Sebubarnya salat asar berjamaah, waktu sore merupakan waktu yang paling leluasa bagi santri untuk beraktivitas bebas.
Santri yang memiliki minat olahraga, mereka bermain sepak bola, sepak takraw, basket, voli, dan badminton. Di antara mereka juga ada yang sibuk baris-berbaris, karena bagian dari anggota Pramuka.
Sebagian dari mereka menyalurkan hobi musiknya melalui studio yang disediakan pondok. Seperti Marawis, Hadroh, dan juga Band. Beberapa lagi mesra bersama kuas, mencorat-coret kanvas untuk dijadikan bahan lampias.
Sisanya, ya, hanya santri pengangguran. Santri golongan indie, yang kerjaannya cuma lalu-lalang mengamati santri lainnya beraktifitas.
Kebetulan di sore itu, pagelaran turnamen sepak bola antar asrama sedang berlanjut. Tim asramaku berhasil menembus babak semi final. Dipimpin oleh kepala asrama, yang merupakan santri senior kelas 3 SMA. Ia mengambil kemudi tanggung jawab untuk menseleksi punggawa-punggawa hebat yang mewakili asramaku.

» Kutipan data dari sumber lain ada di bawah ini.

use time::Duration;
use tower_sessions::{Expiry, SessionManagerLayer};
use tower_sessions_sqlx_store::SqliteStore;

use crate::server::{config::Config, error::AppError};

/// Connects to the SQLite database and runs pending migrations.
///
/// Establishes a connection pool using the connection string from
/// configuration, then runs all pending SeaORM migrations so the schema is
/// up-to-date before the application accepts requests.
///
/// # Arguments
/// - `config` - Application configuration containing the database URL
///
/// # Returns
/// - `Ok(DatabaseConnection)` - Connected database with migrations applied
/// - `Err(AppError)` - Failed to connect to database or run migrations
pub async fn connect_to_database(config: &Config) -> Result<sea_orm::DatabaseConnection, AppError> {
    use migration::{Migrator, MigratorTrait};
    use sea_orm::{ConnectOptions, Database};

    let mut opt = ConnectOptions::new(&config.database_url);
    opt.sqlx_logging(false);

    let db = Database::connect(opt).await?;

    Migrator::up(&db, None).await?;

    Ok(db)
}

/// Builds the session layer backed by the application database.
///
/// Sessions live in a dedicated table of the same SQLite database and expire
/// after seven days of inactivity. The session cookie issued by this layer is
/// the caller's bearer credential.
///
/// # Arguments
/// - `db` - Connected application database
///
/// # Returns
/// - `Ok(SessionManagerLayer)` - Layer ready to be applied to the router
/// - `Err(AppError)` - Failed to create the session table
pub async fn connect_to_session(
    db: &sea_orm::DatabaseConnection,
) -> Result<SessionManagerLayer<SqliteStore>, AppError> {
    let pool = db.get_sqlite_connection_pool();
    let session_store = SqliteStore::new(pool.clone());

    session_store
        .migrate()
        .await
        .map_err(|e| sea_orm::DbErr::Custom(e.to_string()))?;

    Ok(SessionManagerLayer::new(session_store).with_expiry(Expiry::OnInactivity(Duration::days(7))))
}
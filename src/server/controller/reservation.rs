use axum::{
    extract::{Path, State},
    http::StatusCode,
    response::IntoResponse,
    Json,
};
use tower_sessions::Session;

use crate::{
    model::{api::MessageDto, reservation::CreateReservationDto},
    server::{
        error::AppError,
        middleware::auth::{AuthGuard, Permission},
        service::reservation::ReservationService,
        state::AppState,
    },
};

/// GET /api/reservations - The caller's reservations
///
/// Each entry carries the derived period-final-payment date.
pub async fn list(
    State(state): State<AppState>,
    session: Session,
) -> Result<impl IntoResponse, AppError> {
    let (_user, student) = AuthGuard::new(&state.db, &session).require_student().await?;

    let reservations = ReservationService::new(&state.db).list_for(&student).await?;

    Ok((StatusCode::OK, Json(reservations)))
}

/// POST /api/reservations - Reserve an available room
///
/// # Returns
/// - `201 Created`: the reservation, status derived from the move-in month
/// - `400 Bad Request`: move-in date in the past
/// - `409 Conflict`: a pending reservation already exists, or the room is
///   taken
pub async fn create(
    State(state): State<AppState>,
    session: Session,
    Json(dto): Json<CreateReservationDto>,
) -> Result<impl IntoResponse, AppError> {
    let (_user, student) = AuthGuard::new(&state.db, &session).require_student().await?;

    let reservation = ReservationService::new(&state.db)
        .create(&student, dto)
        .await?;

    Ok((StatusCode::CREATED, Json(reservation)))
}

/// POST /api/admin/reservations/{id}/cancel - Cancel an open reservation
///
/// Releases the reserved room back to available.
pub async fn cancel(
    State(state): State<AppState>,
    session: Session,
    Path(id): Path<i32>,
) -> Result<impl IntoResponse, AppError> {
    let _user = AuthGuard::new(&state.db, &session)
        .require(&[Permission::Admin])
        .await?;

    ReservationService::new(&state.db).cancel(id).await?;

    Ok((
        StatusCode::OK,
        Json(MessageDto {
            message: "Reservation cancelled.".to_string(),
        }),
    ))
}
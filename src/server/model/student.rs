use crate::{
    model::student::{AcademicLevel, Major, StudentDto},
    server::error::AppError,
};

/// Student profile linked one-to-one to an identity.
///
/// The matriculation code is set at signup and never changes afterwards.
#[derive(Debug, Clone, PartialEq)]
pub struct Student {
    pub id: i32,
    pub user_id: i32,
    pub matriculation_code: String,
    pub last_name: String,
    pub first_name: String,
    pub major: Major,
    pub level: AcademicLevel,
    pub phone: Option<String>,
}

impl Student {
    /// Converts an entity model to a domain model at the repository boundary.
    ///
    /// # Returns
    /// - `Ok(Student)` - The converted domain model
    /// - `Err(AppError::InternalError)` - The stored major code or level
    ///   ordinal is not a member of its enumeration
    pub fn from_entity(entity: entity::student::Model) -> Result<Self, AppError> {
        let major = Major::from_code(&entity.major).ok_or_else(|| {
            AppError::InternalError(format!(
                "invalid major code '{}' stored for student {}",
                entity.major, entity.id
            ))
        })?;
        let level = AcademicLevel::try_from(entity.level).map_err(|_| {
            AppError::InternalError(format!(
                "invalid level ordinal {} stored for student {}",
                entity.level, entity.id
            ))
        })?;

        Ok(Self {
            id: entity.id,
            user_id: entity.user_id,
            matriculation_code: entity.matriculation_code,
            last_name: entity.last_name,
            first_name: entity.first_name,
            major,
            level,
            phone: entity.phone,
        })
    }

    /// Converts to the profile DTO, joining in the identity's contact fields.
    pub fn into_dto(self, username: String, email: String) -> StudentDto {
        StudentDto {
            id: self.id,
            matriculation_code: self.matriculation_code,
            last_name: self.last_name,
            first_name: self.first_name,
            major: self.major,
            level: self.level,
            phone: self.phone,
            email,
            username,
        }
    }
}

/// Parameters for creating a profile during signup.
#[derive(Debug, Clone)]
pub struct CreateStudentParams {
    pub user_id: i32,
    pub matriculation_code: String,
    pub last_name: String,
    pub first_name: String,
    pub major: Major,
    pub level: AcademicLevel,
    pub phone: Option<String>,
}

/// Partial profile update; `None` fields keep their stored value.
#[derive(Debug, Clone, Default)]
pub struct UpdateStudentParams {
    pub last_name: Option<String>,
    pub first_name: Option<String>,
    pub major: Option<Major>,
    pub level: Option<AcademicLevel>,
    pub phone: Option<String>,
}
use sea_orm_migration::{prelude::*, schema::*};

#[derive(DeriveMigrationName)]
pub struct Migration;

#[async_trait::async_trait]
impl MigrationTrait for Migration {
    async fn up(&self, manager: &SchemaManager) -> Result<(), DbErr> {
        manager
            .create_table(
                Table::create()
                    .table(Room::Table)
                    .if_not_exists()
                    .col(pk_auto(Room::Id))
                    .col(string(Room::Building))
                    .col(string(Room::Floor))
                    .col(text(Room::Description))
                    .col(decimal_len(Room::Price, 10, 2))
                    .col(string(Room::Status).default("DISPO"))
                    .to_owned(),
            )
            .await
    }

    async fn down(&self, manager: &SchemaManager) -> Result<(), DbErr> {
        manager
            .drop_table(Table::drop().table(Room::Table).to_owned())
            .await
    }
}

#[derive(DeriveIden)]
pub enum Room {
    Table,
    Id,
    Building,
    Floor,
    Description,
    Price,
    Status,
}
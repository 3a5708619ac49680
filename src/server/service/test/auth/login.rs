use super::*;

/// Tests a successful student login.
///
/// Expected: Ok with the identity, no credential material exposed
#[tokio::test]
async fn accepts_valid_student_credentials() -> Result<(), DbErr> {
    let test = TestBuilder::new()
        .with_table(entity::prelude::User)
        .build()
        .await
        .unwrap();
    let db = test.db.as_ref().unwrap();

    let hash = password::hash("s3cret-pass").unwrap();
    UserFactory::new(db)
        .username("ET001")
        .password_hash(hash)
        .build()
        .await?;

    let user = AuthService::new(db)
        .login(login_dto("ET001", "s3cret-pass"))
        .await
        .unwrap();

    assert_eq!(user.username, "ET001");
    assert!(user.is_student);

    Ok(())
}

/// Tests that unknown users and wrong passwords look identical.
///
/// Expected: Err(InvalidCredentials) in both cases
#[tokio::test]
async fn rejects_bad_credentials_uniformly() -> Result<(), DbErr> {
    let test = TestBuilder::new()
        .with_table(entity::prelude::User)
        .build()
        .await
        .unwrap();
    let db = test.db.as_ref().unwrap();

    let hash = password::hash("s3cret-pass").unwrap();
    UserFactory::new(db)
        .username("ET001")
        .password_hash(hash)
        .build()
        .await?;

    let service = AuthService::new(db);

    let wrong_password = service.login(login_dto("ET001", "not-it")).await;
    assert!(matches!(
        wrong_password,
        Err(AppError::AuthErr(AuthError::InvalidCredentials(_)))
    ));

    let unknown_user = service.login(login_dto("GHOST", "s3cret-pass")).await;
    assert!(matches!(
        unknown_user,
        Err(AppError::AuthErr(AuthError::InvalidCredentials(_)))
    ));

    Ok(())
}

/// Tests the role gate on the student login endpoint.
///
/// Correct credentials on an admin-only account are still refused.
///
/// Expected: Err(NotAStudent)
#[tokio::test]
async fn rejects_non_student_account() -> Result<(), DbErr> {
    let test = TestBuilder::new()
        .with_table(entity::prelude::User)
        .build()
        .await
        .unwrap();
    let db = test.db.as_ref().unwrap();

    let hash = password::hash("s3cret-pass").unwrap();
    UserFactory::new(db)
        .username("ADMIN01")
        .password_hash(hash)
        .student(false)
        .admin(true)
        .build()
        .await?;

    let result = AuthService::new(db)
        .login(login_dto("ADMIN01", "s3cret-pass"))
        .await;

    assert!(matches!(
        result,
        Err(AppError::AuthErr(AuthError::NotAStudent(_)))
    ));

    Ok(())
}
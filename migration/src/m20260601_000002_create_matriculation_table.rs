use sea_orm_migration::{prelude::*, schema::*};

#[derive(DeriveMigrationName)]
pub struct Migration;

#[async_trait::async_trait]
impl MigrationTrait for Migration {
    async fn up(&self, manager: &SchemaManager) -> Result<(), DbErr> {
        manager
            .create_table(
                Table::create()
                    .table(Matriculation::Table)
                    .if_not_exists()
                    .col(pk_auto(Matriculation::Id))
                    .col(string_uniq(Matriculation::Code))
                    .col(boolean(Matriculation::Used).default(false))
                    .to_owned(),
            )
            .await
    }

    async fn down(&self, manager: &SchemaManager) -> Result<(), DbErr> {
        manager
            .drop_table(Table::drop().table(Matriculation::Table).to_owned())
            .await
    }
}

#[derive(DeriveIden)]
pub enum Matriculation {
    Table,
    Id,
    Code,
    Used,
}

Aku, Fajrul, satu dari sekian ratus santri golongan indie, alias tidak memiliki aktifitas sore. Aku duduk di gundukan kecil, di pinggir lapangan, menyaksikan pertandingan itu secara khidmat bersama santri-santri golongan indie yang lain.
Tensi pertarungan di lapangan sudah sangat membara sejak menit-menit awal. Beberapa pelanggaran keras dan adu mulut antar pemain sering kali terjadi.
Hingga ada satu momen puncak yang menyebabkan amarah pendukung tim asramaku meletup. Pemain dari asrama lain, namanya Arwanih, secara sengaja menyikut wajah pemain dari asramaku saat duel udara. Emosiku digedor seketika. Karena yang disikut adalah kawanku, Hengki, orang yang menemaniku ngobrol di malam kemarin.
Wasit meniup pluit tanda pelanggaran sekaligus mengganjar Arwanih dengan kartu kuning. Penonton bersorak berapi-api. Pertandingan semakin mendidih. Sementara, Hengki belum juga bangkit pasca terlibas oleh sikut. Ia masih uring-uringan di atas tanah, meringis kesakitan sambil menutupi wajahnya.
Beberapa santri berusaha menahan diri untuk memasuki arena permainan, agar tidak mencampuri urusan pertandingan. Akhirnya Hengki bangkit. Wasit mencoba memastikan apakah Hengki dapat melanjutkan pertandingan atau tidak.
Dari pinggir lapangan, secara mendadak seorang santri berlari kencang masuk ke lapangan. Aku menyaksikannya dari kejauhan. Kori, itu adalah namanya. Ia menghampiri Arwanih untuk melayangkan satu pukulan paripurna ke wajah Arwanih yang langsung tersungkur.